START DATASET RECORDS

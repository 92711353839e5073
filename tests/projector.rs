use hg_ams_acas::data::{InputDataset, Value};
use hg_ams_acas::projector::{NameIndex, project, project_with};
use hg_ams_acas::registry::{self, ColumnSpec};
use proptest::prelude::*;

fn text(value: &str) -> Option<Value> {
    Value::from_text(value)
}

fn manifest() -> InputDataset {
    let mut input = InputDataset::new([
        "BG Number",
        "  Bag  ID ",
        "Tracking Number",
        "SHIPPER",
        "sender state",
        "lastmile",
        "TOTAL DECLARE VALUE",
        "product description",
        "WEIGHT",
    ]);
    input.push_row(vec![
        text("BG-1"),
        text("BAG-77"),
        text("TN0001"),
        text("Acme Exports"),
        text("ZZ"),
        text("DIRECT"),
        Some(Value::Float(19.99)),
        text("Cotton T-shirts, assorted colours"),
        Some(Value::Float(0.4)),
    ]);
    input.push_row(vec![
        text("BG-2"),
        text("BAG-78"),
        None,
        text("Acme Exports"),
        None,
        None,
        Some(Value::Integer(5)),
        None,
        None,
    ]);
    input
}

#[test]
fn every_row_has_the_full_registry_in_order() {
    let output = project(&manifest());
    let expected = registry::columns()
        .iter()
        .map(|spec| spec.output_name)
        .collect::<Vec<_>>();
    assert_eq!(output.headers(), expected);
    assert_eq!(output.len(), 2);
    for row in output.rows() {
        assert_eq!(row.len(), 80);
    }
}

#[test]
fn empty_input_yields_headers_and_no_rows() {
    let output = project(&InputDataset::new(["Bag ID"]));
    assert!(output.is_empty());
    assert_eq!(output.headers().len(), 80);

    let no_headers = project(&InputDataset::default());
    assert!(no_headers.is_empty());
}

#[test]
fn enforced_columns_ignore_conflicting_inputs() {
    let output = project(&manifest());
    for row in 0..output.len() {
        assert_eq!(output.text(row, "sender_state"), "GD");
        assert_eq!(output.text(row, "lastmile"), "CONSOL");
    }
}

#[test]
fn enforced_columns_hold_without_registry_defaults() {
    let columns = [
        ColumnSpec {
            position: 1,
            source_name: "State",
            output_name: "sender_state",
            default_value: "",
        },
        ColumnSpec {
            position: 2,
            source_name: "Service",
            output_name: "lastmile",
            default_value: "",
        },
    ];
    let mut input = InputDataset::new(["State", "Service"]);
    input.push_row(vec![text("CA"), text("DIRECT")]);
    let output = project_with(&columns, &input);
    assert_eq!(output.rows()[0], vec![text("GD"), text("CONSOL")]);
}

#[test]
fn names_match_ignoring_case_and_spacing() {
    let output = project(&manifest());
    assert_eq!(output.text(0, "receptacle_id"), "BAG-77");
    assert_eq!(output.text(0, "description"), "Cotton T-shirts, assorted colours");
    assert_eq!(output.text(1, "consignor_item_id"), "BG-2");
}

#[test]
fn unmatched_and_unsourced_columns_are_blank() {
    let output = project(&manifest());
    for row in 0..output.len() {
        assert_eq!(output.text(row, "display_id"), "");
        assert_eq!(output.text(row, "harmonization_code"), "");
        assert!(output.value(row, "recipient_name").is_none());
    }
    assert_eq!(output.text(1, "tracking_number"), "");
}

#[test]
fn shared_source_feeds_every_referencing_column() {
    let output = project(&manifest());
    for row in 0..output.len() {
        let value = output.value(row, "value").cloned();
        assert!(value.is_some());
        assert_eq!(output.value(row, "unit_value").cloned(), value);
        assert_eq!(output.value(row, "total_value").cloned(), value);
    }
    assert_eq!(output.text(1, "total_value"), "5");
    assert_eq!(output.text(0, "weight"), output.text(0, "total_weight"));
}

#[test]
fn absent_description_becomes_empty_text() {
    let output = project(&manifest());
    assert_eq!(
        output.value(1, "description"),
        Some(&Value::String(String::new()))
    );
}

#[test]
fn long_descriptions_keep_the_first_75_characters() {
    let long = "Ж".repeat(80);
    let mut input = InputDataset::new(["PRODUCT DESCRIPTION"]);
    input.push_row(vec![text(&long)]);
    input.push_row(vec![Some(Value::Integer(1234567))]);
    let output = project(&input);

    let truncated = output.text(0, "description");
    assert_eq!(truncated.chars().count(), 75);
    assert_eq!(truncated, "Ж".repeat(75));
    assert_eq!(output.text(1, "description"), "1234567");
}

#[test]
fn last_duplicate_header_wins() {
    let mut input = InputDataset::new(["Bag ID", "BAG ID"]);
    input.push_row(vec![text("first"), text("second")]);
    let output = project(&input);
    assert_eq!(output.text(0, "receptacle_id"), "second");
}

#[test]
fn projection_is_deterministic() {
    let input = manifest();
    assert_eq!(project(&input), project(&input));
}

#[test]
fn name_index_ignores_case_and_spacing() {
    let headers = vec!["  Consignee   Post Code".to_string()];
    let index = NameIndex::build(&headers);
    assert_eq!(index.lookup("consignee post code"), Some(0));
    assert_eq!(index.lookup("Consignee PostCode"), None);
}

proptest! {
    #[test]
    fn description_never_exceeds_75_characters(description in "\\PC{0,120}") {
        let mut input = InputDataset::new(["PRODUCT DESCRIPTION", "Sender State"]);
        input.push_row(vec![text(&description), text(&description)]);
        let output = project(&input);
        let projected = output.text(0, "description");
        prop_assert!(projected.chars().count() <= 75);
        let expected = description.chars().take(75).collect::<String>();
        prop_assert_eq!(projected, expected);
        prop_assert_eq!(output.text(0, "sender_state"), "GD");
    }
}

END DATASET RECORDS

» WORK REQUIRED
Go through the lines above. Select every one that has the string "Service".

» TASK SOLUTION
            source_name: "Service",
    let mut input = InputDataset::new(["State", "Service"]);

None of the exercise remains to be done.